Мальчик шел осторожно, чтобы не ломать ветки. Обернул пластиковый пакет вокруг руки, чтобы не издавать лишних звуков. По дороге все время оборачивался из страха, что между деревьев вдруг мелькнет темно-синяя форма. Когда приблизился к шалашу, присел на корточки и затаился.
«Эй, – прошептал он. – Эй!»
Ни звука, ни движения. С учетом телосложения полицейского невозможно было представить, что он находится внутри шалаша. Дерево бы наклонилось, если бы вообще смогло выдержать такой вес. Мальчик окинул взглядом ствол в поисках признаков того, что на дерево залезал взрослый человек. Ничего не было видно. Может быть, полицейский все-таки находился внутри и схватил бы его своими ручищами, как только он приблизился. Существовал другой вариант, хороший вариант. Побежать домой со всех ног и никогда не возвращаться. Может быть, он бы так и поступил, если бы не эта… тяга. Шалаш тянул его к себе. С этой тягой можно было совладать, но он решил поддаться. Он забрался наверх опираясь на самую нижнюю ветку.
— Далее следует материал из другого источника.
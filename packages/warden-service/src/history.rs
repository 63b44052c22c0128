use std::collections::BTreeMap;

use serde::{Deserialize, Serialize};
use time::{Duration, OffsetDateTime};
use uuid::Uuid;

use warden_domain::{Payload, Record, projection};
use warden_storage::{RecordStore, SortOrder};

use crate::{Error, Result, SortBy, SyncService, resolver};

#[derive(Clone, Debug, Deserialize, Serialize)]
#[serde(default)]
pub struct HistoryRequest {
	/// Comma-separated agent UIDs; absent or nil means every agent.
	pub agents: Option<String>,
	/// Comma-separated module names; absent or `*` means every module.
	pub modules: Option<String>,
	/// Caps the number of records considered, newest winning the cap.
	/// Zero or negative means unlimited.
	pub limit: i64,
	/// Maximum record age.
	pub days: i64,
	pub sort: SortBy,
	pub oldest_first: bool,
	/// Drops entries left empty after module filtering.
	pub hide_empty: bool,
}
impl Default for HistoryRequest {
	fn default() -> Self {
		Self {
			agents: None,
			modules: None,
			limit: 100,
			days: 15,
			sort: SortBy::Date,
			oldest_first: false,
			hide_empty: false,
		}
	}
}

#[derive(Clone, Debug, Deserialize, Serialize)]
pub struct HistoryBucket {
	#[serde(with = "crate::time_serde")]
	pub recorded_at: OffsetDateTime,
	pub agents: BTreeMap<Uuid, Payload>,
}

#[derive(Clone, Debug, Deserialize, Serialize)]
pub struct HistoryEntry {
	#[serde(with = "crate::time_serde")]
	pub recorded_at: OffsetDateTime,
	pub payload: Payload,
}

#[derive(Clone, Debug, Deserialize, Serialize)]
pub struct AgentHistory {
	pub agent: Uuid,
	pub entries: Vec<HistoryEntry>,
}

#[derive(Clone, Debug, Deserialize, Serialize)]
#[serde(untagged)]
pub enum HistoryResponse {
	/// Records nested under their timestamp; agents reporting at the same
	/// instant share a bucket.
	ByDate(Vec<HistoryBucket>),
	/// Records grouped per agent.
	ByAgent(Vec<AgentHistory>),
}

impl<S> SyncService<S>
where
	S: RecordStore,
{
	/// The time-windowed telemetry history. Unlike the current-state
	/// projection, every record in the window is preserved.
	pub async fn historical_agent_data(&self, req: HistoryRequest) -> Result<HistoryResponse> {
		if req.days < 0 {
			return Err(Error::InvalidRequest {
				message: "days must be zero or greater.".to_string(),
			});
		}

		let uids = resolver::parse_uid_list(req.agents.as_deref())?;
		let modules = resolver::parse_module_list(req.modules.as_deref());
		let mut predicate = resolver::telemetry_predicate(uids.as_deref());

		predicate.recorded_since = Some(OffsetDateTime::now_utc() - Duration::days(req.days));

		let limit = u32::try_from(req.limit).ok().filter(|limit| *limit > 0);
		let mut records = self.store.query(&predicate, SortOrder::NewestFirst, limit).await?;

		// Regroup in ascending order so a later sequence overwrites an exact
		// (timestamp, agent) duplicate.
		records.reverse();

		let filtered = |record: &Record| match &modules {
			None => record.payload.clone(),
			Some(modules) => projection::filter_modules(&record.payload, modules),
		};

		match req.sort {
			SortBy::Date => {
				let mut buckets: BTreeMap<OffsetDateTime, BTreeMap<Uuid, Payload>> =
					BTreeMap::new();

				for record in &records {
					buckets
						.entry(record.recorded_at)
						.or_default()
						.insert(record.origin.uid(), filtered(record));
				}

				if req.hide_empty {
					for agents in buckets.values_mut() {
						agents.retain(|_, payload| !payload.is_empty());
					}

					buckets.retain(|_, agents| !agents.is_empty());
				}

				let mut out: Vec<HistoryBucket> = buckets
					.into_iter()
					.map(|(recorded_at, agents)| HistoryBucket { recorded_at, agents })
					.collect();

				if !req.oldest_first {
					out.reverse();
				}

				Ok(HistoryResponse::ByDate(out))
			},
			SortBy::Agent => {
				let mut agents: BTreeMap<Uuid, Vec<HistoryEntry>> = BTreeMap::new();

				for record in &records {
					let payload = filtered(record);

					if req.hide_empty && payload.is_empty() {
						continue;
					}

					agents
						.entry(record.origin.uid())
						.or_default()
						.push(HistoryEntry { recorded_at: record.recorded_at, payload });
				}

				let out = agents
					.into_iter()
					.map(|(agent, mut entries)| {
						if !req.oldest_first {
							entries.reverse();
						}

						AgentHistory { agent, entries }
					})
					.collect();

				Ok(HistoryResponse::ByAgent(out))
			},
		}
	}
}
В шалаше висел темный дым без запаха, который не развеивался, когда мальчик пытался разогнать его руками. Дым был не настолько плотным, чтобы нельзя было увидеть: полицейского внутри нет Там были только ведро, бутылка воды и спальный мешок, сложенный комом.
«Эй», – сказал мальчик, но ком не пошевелился. Мальчика пробрала дрожь. Возможно, ребенок был внутри кома, избитый, мертвый, расчлененный. А дым? Не опасно ли его вдыхать? Мальчик засунул голову внутрь и сделал глубокий вдох. В груди стало тепло, но неприятных ощущений не было. Как будто он полежал прижавшись к теплой скале в летний день.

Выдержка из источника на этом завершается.